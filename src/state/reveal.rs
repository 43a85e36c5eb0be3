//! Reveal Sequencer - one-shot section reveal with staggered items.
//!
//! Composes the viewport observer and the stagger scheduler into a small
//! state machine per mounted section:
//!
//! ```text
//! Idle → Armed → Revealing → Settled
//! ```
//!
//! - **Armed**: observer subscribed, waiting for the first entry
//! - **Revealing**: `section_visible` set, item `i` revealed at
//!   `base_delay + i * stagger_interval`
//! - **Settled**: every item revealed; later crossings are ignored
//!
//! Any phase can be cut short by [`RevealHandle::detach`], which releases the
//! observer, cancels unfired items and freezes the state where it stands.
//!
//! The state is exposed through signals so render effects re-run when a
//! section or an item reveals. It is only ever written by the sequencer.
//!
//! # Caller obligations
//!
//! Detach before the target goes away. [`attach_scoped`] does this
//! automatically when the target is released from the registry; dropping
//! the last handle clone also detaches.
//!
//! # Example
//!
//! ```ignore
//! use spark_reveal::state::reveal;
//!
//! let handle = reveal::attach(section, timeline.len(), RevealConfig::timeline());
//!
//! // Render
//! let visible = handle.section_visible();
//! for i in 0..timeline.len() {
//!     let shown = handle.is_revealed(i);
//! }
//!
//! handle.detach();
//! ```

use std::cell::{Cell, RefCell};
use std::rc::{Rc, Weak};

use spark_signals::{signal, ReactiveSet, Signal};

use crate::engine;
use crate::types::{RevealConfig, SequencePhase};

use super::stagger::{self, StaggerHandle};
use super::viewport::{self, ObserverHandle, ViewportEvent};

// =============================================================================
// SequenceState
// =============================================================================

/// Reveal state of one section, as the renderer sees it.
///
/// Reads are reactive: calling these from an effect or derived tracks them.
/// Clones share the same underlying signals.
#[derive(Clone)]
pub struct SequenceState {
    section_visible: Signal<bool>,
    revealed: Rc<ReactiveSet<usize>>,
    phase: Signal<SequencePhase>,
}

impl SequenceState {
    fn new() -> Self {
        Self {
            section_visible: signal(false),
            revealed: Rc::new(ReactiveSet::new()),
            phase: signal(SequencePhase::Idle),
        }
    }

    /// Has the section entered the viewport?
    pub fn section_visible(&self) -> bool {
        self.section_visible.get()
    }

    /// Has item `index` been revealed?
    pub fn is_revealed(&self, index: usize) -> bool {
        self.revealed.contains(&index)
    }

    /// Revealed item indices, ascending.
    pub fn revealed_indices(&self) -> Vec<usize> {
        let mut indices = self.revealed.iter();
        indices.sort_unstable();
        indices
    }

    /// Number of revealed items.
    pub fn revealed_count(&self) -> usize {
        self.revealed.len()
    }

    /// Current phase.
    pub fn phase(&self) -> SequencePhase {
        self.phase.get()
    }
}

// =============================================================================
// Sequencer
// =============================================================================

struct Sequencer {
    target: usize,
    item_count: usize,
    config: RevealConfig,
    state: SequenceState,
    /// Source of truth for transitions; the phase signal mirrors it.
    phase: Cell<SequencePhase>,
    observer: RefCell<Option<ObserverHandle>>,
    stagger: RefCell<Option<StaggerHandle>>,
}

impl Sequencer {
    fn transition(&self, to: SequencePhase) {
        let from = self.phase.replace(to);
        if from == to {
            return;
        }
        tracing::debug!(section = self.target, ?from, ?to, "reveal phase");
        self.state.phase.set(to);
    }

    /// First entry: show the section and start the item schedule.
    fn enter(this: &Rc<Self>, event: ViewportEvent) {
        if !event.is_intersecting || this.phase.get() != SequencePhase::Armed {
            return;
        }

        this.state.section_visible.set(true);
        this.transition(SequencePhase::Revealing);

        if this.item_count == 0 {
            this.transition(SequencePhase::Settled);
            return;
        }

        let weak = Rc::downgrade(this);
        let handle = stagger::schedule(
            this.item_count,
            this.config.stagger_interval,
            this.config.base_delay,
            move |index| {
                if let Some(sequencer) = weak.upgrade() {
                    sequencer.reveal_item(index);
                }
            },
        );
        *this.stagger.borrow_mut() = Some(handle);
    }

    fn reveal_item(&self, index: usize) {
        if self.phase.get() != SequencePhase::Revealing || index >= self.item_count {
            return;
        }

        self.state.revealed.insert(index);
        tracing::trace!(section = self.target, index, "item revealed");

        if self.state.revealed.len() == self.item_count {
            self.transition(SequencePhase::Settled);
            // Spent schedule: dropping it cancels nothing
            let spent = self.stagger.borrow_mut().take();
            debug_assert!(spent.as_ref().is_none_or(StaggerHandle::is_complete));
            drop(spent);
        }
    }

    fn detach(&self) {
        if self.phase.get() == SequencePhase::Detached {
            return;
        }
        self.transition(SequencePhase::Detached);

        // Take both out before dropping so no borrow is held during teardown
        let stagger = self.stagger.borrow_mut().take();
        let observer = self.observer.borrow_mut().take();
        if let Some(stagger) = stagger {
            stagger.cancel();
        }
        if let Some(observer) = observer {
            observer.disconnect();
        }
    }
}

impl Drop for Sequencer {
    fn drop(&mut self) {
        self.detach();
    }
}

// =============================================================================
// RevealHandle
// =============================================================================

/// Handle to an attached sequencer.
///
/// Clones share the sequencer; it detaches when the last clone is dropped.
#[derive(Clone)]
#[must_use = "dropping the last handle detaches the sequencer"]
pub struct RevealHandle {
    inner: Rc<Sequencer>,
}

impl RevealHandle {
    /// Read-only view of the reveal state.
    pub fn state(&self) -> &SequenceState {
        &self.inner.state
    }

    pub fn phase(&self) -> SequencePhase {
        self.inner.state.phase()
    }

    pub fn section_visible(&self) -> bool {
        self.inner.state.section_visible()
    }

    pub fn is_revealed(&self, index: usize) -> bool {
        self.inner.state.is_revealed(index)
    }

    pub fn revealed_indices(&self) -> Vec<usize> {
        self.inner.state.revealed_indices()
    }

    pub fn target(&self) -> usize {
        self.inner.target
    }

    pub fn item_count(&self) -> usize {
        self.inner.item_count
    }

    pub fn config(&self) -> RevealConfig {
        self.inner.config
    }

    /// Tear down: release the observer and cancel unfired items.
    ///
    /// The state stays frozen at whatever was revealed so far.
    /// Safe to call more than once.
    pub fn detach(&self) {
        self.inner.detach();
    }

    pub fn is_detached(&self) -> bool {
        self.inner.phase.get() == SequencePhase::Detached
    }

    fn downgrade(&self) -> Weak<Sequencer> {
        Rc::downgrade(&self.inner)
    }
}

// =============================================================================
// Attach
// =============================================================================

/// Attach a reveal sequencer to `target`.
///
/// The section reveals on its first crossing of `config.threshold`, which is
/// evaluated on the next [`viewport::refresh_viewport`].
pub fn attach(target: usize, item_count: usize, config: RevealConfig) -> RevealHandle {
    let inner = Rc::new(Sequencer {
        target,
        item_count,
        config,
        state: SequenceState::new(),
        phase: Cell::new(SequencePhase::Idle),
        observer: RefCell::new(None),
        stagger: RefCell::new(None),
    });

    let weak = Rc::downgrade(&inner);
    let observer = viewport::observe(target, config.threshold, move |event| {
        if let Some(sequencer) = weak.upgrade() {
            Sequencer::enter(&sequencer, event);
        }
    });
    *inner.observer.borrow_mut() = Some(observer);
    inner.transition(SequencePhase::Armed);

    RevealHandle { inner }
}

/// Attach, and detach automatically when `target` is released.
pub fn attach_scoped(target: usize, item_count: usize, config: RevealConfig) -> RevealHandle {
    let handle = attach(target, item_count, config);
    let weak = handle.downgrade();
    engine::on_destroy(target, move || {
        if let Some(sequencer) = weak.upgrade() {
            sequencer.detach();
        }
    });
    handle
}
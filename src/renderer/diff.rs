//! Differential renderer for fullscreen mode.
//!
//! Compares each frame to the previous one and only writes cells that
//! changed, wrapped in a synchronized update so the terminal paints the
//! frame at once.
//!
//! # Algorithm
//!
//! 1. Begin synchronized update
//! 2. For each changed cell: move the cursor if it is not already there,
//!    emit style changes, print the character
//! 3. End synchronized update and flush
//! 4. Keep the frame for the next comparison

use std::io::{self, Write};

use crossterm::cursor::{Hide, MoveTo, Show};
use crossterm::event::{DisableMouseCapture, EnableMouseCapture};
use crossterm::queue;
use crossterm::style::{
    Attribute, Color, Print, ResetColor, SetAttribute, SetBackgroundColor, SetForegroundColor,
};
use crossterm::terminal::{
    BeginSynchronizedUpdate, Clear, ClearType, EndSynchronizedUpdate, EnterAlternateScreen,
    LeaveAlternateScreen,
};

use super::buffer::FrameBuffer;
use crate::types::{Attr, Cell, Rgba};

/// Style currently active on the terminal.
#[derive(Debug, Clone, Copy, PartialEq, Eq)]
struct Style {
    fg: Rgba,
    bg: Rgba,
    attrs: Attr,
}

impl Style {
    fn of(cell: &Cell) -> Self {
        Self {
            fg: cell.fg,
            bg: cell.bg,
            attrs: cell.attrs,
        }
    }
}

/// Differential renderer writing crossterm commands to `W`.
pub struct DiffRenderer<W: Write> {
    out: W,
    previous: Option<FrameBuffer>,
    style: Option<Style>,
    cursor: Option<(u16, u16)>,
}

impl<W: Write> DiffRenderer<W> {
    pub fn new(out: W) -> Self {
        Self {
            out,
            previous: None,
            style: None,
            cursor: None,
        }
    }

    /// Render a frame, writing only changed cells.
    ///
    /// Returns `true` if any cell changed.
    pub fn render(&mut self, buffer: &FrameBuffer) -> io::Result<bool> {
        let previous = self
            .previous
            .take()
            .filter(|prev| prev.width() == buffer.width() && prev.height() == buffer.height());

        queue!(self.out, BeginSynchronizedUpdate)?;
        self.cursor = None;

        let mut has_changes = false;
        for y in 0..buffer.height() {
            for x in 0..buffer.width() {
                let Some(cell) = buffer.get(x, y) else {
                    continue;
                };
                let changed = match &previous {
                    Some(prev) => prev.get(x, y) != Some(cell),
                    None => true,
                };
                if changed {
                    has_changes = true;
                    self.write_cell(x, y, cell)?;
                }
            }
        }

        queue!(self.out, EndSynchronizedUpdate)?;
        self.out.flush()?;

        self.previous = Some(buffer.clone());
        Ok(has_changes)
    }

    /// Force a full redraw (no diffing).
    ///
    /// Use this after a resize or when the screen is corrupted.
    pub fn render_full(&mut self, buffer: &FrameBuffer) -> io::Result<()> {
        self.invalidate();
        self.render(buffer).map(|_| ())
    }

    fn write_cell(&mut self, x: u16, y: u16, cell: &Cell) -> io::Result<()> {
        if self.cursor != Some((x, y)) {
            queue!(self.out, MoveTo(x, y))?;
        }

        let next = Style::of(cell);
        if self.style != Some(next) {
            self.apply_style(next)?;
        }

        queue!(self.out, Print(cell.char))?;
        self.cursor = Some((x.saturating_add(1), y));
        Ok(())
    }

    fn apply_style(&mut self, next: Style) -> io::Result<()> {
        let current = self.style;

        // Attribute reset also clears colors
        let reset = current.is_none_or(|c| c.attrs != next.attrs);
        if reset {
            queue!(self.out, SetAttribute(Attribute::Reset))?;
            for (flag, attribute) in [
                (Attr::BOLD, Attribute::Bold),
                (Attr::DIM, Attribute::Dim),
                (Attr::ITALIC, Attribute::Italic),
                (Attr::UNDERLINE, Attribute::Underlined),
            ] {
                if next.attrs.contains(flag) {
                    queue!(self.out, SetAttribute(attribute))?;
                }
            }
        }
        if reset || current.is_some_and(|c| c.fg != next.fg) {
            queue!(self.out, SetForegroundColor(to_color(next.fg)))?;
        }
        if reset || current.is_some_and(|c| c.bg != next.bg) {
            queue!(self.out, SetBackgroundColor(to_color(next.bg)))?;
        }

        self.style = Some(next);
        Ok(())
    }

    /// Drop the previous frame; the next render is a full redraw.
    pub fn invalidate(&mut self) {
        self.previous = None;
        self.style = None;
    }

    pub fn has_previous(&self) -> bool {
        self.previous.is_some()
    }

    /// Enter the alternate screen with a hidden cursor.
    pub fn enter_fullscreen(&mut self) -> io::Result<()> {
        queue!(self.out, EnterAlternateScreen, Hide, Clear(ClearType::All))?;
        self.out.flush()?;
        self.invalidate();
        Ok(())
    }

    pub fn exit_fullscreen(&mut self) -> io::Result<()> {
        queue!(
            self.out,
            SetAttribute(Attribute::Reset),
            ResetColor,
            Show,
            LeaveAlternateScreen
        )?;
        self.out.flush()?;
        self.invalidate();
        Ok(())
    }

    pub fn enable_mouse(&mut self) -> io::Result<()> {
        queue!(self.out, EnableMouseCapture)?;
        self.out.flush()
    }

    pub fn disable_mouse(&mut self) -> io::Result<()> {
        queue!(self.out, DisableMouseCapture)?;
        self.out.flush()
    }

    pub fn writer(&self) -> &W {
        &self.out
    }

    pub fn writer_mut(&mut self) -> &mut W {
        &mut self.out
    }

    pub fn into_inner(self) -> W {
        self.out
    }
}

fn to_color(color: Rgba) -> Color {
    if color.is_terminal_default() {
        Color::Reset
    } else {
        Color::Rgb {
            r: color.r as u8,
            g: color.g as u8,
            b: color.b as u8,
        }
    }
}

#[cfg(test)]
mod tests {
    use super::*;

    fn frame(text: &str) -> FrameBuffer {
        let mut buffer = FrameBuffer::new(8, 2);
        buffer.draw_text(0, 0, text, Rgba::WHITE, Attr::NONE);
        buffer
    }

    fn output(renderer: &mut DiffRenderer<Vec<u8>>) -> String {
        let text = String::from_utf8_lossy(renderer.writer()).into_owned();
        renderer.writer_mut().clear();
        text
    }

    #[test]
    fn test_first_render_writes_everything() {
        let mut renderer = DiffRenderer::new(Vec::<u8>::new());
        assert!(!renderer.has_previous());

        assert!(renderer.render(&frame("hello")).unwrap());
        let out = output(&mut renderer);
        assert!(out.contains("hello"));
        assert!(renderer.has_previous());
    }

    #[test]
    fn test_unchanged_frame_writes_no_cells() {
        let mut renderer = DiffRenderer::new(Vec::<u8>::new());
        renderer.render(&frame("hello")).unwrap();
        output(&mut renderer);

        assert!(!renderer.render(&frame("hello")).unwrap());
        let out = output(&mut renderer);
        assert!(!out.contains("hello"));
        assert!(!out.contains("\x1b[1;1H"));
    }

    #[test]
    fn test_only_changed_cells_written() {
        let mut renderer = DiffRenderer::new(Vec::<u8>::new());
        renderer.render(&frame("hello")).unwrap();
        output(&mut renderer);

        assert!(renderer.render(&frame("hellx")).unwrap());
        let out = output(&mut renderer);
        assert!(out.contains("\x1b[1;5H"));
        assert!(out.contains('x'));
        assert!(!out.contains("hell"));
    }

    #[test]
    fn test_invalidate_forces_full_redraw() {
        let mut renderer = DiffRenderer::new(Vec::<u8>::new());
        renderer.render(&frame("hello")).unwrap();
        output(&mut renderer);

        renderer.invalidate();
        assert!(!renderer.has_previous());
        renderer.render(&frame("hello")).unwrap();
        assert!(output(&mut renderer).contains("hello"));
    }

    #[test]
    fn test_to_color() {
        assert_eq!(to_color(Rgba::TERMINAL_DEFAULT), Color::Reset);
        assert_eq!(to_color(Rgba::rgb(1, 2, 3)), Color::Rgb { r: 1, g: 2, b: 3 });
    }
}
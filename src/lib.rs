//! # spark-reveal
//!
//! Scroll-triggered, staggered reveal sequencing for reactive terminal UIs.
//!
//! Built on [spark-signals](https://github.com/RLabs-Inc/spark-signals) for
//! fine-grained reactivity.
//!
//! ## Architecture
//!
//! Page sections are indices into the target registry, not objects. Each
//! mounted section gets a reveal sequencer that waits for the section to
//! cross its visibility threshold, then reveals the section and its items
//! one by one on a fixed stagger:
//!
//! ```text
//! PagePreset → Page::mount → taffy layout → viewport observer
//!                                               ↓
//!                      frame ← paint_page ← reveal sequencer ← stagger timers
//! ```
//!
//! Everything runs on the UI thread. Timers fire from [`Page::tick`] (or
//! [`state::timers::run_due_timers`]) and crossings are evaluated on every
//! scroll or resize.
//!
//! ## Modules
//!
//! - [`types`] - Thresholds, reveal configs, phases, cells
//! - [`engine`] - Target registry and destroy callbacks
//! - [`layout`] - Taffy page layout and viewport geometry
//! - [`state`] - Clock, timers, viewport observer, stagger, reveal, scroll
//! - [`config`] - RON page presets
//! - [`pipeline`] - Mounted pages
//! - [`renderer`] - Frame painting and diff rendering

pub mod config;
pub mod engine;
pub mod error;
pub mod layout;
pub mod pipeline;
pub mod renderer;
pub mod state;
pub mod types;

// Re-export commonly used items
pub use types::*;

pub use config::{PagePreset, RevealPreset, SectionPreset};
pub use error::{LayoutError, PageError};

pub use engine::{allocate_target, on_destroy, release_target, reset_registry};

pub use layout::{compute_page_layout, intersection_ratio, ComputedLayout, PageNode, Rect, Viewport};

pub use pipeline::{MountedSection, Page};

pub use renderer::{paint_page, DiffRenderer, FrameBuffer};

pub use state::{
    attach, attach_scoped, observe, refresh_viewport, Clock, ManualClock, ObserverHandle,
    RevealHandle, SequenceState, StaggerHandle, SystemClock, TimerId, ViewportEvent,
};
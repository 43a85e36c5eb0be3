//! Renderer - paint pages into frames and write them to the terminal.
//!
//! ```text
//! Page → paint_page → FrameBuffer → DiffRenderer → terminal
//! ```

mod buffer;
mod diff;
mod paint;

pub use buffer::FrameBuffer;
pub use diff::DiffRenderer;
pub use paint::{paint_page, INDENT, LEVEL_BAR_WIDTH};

**Task to carry out:** Nothing but a number is wanted here: the count of lines in the listing with the word "Armed".

**Expected output:** 4